DATASET:
◇ ◇ ◇
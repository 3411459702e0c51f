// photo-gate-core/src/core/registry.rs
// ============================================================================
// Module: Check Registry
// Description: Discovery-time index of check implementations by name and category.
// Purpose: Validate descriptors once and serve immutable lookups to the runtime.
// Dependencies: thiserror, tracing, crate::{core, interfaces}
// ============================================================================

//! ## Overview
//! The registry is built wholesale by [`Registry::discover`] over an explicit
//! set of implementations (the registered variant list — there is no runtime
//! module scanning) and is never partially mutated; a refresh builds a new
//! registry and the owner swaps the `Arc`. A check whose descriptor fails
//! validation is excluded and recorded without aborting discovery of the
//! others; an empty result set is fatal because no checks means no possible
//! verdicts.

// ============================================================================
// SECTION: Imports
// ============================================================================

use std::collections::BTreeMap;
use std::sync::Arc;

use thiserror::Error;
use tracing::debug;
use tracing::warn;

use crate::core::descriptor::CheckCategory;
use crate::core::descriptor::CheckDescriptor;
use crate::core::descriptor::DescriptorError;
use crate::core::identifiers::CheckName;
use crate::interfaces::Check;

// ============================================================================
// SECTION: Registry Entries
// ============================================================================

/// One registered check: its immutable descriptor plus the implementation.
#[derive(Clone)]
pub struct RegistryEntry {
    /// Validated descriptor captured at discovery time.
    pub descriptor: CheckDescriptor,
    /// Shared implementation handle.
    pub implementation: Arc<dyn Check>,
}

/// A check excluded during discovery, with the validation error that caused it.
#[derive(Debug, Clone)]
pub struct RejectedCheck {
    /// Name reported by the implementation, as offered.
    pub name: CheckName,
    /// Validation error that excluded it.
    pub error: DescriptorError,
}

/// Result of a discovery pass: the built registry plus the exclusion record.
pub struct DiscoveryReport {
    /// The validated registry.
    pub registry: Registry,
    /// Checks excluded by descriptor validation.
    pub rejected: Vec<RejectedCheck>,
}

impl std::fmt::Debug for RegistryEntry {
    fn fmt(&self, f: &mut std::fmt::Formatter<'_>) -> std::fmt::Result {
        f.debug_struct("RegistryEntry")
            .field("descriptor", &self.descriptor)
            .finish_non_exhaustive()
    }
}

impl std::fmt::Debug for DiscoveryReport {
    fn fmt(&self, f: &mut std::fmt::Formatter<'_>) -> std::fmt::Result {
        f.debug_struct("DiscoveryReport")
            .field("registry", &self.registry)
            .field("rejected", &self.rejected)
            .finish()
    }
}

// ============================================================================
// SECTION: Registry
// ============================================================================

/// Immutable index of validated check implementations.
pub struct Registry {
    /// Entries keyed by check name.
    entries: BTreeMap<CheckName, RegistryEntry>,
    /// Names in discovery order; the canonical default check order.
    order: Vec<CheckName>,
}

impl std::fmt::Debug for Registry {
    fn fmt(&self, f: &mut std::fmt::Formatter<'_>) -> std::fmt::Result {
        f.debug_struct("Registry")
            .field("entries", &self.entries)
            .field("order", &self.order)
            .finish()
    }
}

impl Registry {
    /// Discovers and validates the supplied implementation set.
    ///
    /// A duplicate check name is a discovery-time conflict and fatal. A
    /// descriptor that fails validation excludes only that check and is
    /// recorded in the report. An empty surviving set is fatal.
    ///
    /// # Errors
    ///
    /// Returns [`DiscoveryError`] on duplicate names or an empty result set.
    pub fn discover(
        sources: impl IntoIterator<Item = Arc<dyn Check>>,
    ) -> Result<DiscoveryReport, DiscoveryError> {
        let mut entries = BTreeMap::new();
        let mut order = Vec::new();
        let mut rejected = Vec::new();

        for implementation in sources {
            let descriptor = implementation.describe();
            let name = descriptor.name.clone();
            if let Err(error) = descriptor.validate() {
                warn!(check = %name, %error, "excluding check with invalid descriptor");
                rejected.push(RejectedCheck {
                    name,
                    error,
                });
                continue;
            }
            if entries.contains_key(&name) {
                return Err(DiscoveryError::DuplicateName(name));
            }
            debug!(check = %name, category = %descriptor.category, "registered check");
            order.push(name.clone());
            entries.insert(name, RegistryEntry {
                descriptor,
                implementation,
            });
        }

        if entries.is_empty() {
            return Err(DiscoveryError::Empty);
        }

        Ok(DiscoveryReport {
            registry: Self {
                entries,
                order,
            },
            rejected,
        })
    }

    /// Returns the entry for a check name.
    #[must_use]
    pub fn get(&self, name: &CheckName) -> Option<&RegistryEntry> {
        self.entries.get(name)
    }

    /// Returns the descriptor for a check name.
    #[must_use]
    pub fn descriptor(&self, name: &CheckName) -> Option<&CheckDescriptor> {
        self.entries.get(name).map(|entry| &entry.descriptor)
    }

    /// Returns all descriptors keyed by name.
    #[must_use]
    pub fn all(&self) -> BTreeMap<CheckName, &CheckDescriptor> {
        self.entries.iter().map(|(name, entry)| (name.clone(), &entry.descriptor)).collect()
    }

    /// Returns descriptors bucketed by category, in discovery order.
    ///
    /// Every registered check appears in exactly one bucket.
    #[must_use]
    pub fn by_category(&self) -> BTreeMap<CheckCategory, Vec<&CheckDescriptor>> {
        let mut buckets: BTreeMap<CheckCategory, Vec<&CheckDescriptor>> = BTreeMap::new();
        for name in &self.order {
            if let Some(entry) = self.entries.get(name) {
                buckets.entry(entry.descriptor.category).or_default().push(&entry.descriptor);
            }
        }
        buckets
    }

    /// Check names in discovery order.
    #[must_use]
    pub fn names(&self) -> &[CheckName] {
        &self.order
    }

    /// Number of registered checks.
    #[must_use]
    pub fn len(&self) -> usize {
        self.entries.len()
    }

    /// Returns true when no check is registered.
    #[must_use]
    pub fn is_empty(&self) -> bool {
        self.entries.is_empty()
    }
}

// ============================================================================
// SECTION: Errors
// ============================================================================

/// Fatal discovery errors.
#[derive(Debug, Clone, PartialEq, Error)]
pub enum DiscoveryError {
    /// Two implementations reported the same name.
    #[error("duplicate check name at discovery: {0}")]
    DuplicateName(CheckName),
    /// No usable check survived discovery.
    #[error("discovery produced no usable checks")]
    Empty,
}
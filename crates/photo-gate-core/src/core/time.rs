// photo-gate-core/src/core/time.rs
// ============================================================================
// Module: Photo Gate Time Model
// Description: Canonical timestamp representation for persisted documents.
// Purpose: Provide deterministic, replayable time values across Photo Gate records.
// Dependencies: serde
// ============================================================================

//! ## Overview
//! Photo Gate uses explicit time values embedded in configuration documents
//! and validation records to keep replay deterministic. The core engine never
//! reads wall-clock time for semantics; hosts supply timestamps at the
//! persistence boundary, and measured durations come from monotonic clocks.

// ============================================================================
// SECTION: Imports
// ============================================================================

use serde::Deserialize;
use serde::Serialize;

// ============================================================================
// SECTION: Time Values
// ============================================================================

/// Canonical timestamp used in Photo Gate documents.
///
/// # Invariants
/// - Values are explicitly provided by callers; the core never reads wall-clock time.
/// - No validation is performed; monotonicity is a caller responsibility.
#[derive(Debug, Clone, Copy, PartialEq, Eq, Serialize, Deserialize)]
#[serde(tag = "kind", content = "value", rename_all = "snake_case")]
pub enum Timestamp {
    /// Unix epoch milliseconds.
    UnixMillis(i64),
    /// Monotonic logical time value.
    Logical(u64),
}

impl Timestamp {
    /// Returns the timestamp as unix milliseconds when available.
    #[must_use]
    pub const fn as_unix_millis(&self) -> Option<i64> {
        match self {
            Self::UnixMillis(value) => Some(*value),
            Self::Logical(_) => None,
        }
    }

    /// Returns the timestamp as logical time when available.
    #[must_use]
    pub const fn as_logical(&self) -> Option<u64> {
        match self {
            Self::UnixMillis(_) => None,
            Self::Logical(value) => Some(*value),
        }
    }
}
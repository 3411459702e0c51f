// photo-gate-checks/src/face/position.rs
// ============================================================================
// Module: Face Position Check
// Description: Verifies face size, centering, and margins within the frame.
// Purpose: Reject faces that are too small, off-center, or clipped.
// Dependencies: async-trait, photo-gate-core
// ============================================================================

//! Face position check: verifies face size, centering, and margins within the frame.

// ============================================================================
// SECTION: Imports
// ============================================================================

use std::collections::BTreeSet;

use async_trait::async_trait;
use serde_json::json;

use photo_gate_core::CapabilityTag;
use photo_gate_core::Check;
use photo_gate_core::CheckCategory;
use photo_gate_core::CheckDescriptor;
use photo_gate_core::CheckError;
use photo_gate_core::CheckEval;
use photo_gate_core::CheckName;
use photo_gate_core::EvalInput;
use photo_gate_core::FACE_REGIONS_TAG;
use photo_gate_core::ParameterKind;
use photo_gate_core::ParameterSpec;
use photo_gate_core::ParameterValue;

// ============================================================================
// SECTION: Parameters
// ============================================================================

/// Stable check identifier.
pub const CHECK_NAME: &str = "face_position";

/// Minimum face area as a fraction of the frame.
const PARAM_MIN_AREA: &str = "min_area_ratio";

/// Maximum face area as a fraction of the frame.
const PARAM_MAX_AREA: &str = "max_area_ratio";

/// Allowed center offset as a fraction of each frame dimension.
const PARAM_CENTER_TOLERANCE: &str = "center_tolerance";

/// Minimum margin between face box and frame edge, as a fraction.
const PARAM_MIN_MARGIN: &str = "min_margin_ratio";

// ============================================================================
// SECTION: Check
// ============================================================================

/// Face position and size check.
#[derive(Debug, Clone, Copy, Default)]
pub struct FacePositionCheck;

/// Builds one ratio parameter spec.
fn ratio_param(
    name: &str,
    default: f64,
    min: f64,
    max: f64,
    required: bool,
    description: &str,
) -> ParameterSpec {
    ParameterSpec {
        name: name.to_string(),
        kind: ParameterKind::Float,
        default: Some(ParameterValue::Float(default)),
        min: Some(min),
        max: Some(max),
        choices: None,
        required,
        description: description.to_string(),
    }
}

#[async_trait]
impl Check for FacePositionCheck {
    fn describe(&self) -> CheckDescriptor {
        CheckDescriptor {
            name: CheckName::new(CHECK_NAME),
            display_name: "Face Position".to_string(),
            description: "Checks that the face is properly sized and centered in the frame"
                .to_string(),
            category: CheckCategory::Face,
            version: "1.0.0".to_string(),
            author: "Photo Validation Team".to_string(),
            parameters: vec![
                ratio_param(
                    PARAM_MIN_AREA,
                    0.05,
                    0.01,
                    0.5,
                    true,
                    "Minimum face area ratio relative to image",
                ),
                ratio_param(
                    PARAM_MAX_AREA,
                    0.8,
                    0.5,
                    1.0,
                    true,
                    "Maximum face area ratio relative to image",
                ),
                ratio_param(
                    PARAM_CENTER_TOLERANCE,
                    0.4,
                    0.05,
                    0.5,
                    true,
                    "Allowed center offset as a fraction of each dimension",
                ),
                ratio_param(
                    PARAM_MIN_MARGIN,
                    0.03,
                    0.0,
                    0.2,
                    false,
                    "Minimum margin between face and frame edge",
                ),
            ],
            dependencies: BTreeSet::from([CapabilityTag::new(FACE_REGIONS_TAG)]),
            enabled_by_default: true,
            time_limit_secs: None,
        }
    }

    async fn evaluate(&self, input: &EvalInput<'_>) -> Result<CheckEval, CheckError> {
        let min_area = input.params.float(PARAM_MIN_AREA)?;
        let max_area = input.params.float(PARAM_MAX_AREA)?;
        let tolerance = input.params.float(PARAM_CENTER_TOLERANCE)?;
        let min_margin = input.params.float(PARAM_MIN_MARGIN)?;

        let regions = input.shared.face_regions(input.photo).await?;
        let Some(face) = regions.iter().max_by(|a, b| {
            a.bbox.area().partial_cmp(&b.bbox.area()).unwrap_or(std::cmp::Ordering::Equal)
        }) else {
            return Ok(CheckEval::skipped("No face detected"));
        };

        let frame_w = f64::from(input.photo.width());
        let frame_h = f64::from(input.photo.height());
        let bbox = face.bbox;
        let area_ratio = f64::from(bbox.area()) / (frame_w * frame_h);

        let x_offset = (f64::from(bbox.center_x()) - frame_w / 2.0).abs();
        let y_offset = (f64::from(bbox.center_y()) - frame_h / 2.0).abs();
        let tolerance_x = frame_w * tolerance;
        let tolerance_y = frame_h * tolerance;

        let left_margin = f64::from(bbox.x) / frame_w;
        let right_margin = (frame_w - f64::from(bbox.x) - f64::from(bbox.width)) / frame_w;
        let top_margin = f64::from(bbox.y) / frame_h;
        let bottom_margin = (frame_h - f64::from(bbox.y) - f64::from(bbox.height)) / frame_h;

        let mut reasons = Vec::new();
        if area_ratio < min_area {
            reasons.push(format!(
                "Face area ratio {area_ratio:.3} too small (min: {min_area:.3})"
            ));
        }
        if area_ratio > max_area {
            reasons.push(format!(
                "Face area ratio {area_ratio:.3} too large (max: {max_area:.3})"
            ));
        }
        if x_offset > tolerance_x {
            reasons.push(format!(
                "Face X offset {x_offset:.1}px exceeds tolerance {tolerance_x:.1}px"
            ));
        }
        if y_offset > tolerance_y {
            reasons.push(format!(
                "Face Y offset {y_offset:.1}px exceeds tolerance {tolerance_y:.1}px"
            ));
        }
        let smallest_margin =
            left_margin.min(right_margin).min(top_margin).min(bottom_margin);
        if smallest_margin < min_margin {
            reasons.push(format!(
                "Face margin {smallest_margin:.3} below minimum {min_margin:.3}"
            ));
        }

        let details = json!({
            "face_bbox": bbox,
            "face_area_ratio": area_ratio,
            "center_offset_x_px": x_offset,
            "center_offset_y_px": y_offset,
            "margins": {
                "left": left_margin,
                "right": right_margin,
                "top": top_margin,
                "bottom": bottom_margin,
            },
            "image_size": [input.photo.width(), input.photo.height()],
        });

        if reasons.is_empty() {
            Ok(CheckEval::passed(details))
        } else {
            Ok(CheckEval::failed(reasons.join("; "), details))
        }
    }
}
◇ ◇ ◇
INSTRUCTIONS TO FOLLOW: For every line of the material that holds the word "thiserror", make a copy.

ANSWER:
// Dependencies: thiserror, tracing, crate::{core, interfaces}
use thiserror::Error;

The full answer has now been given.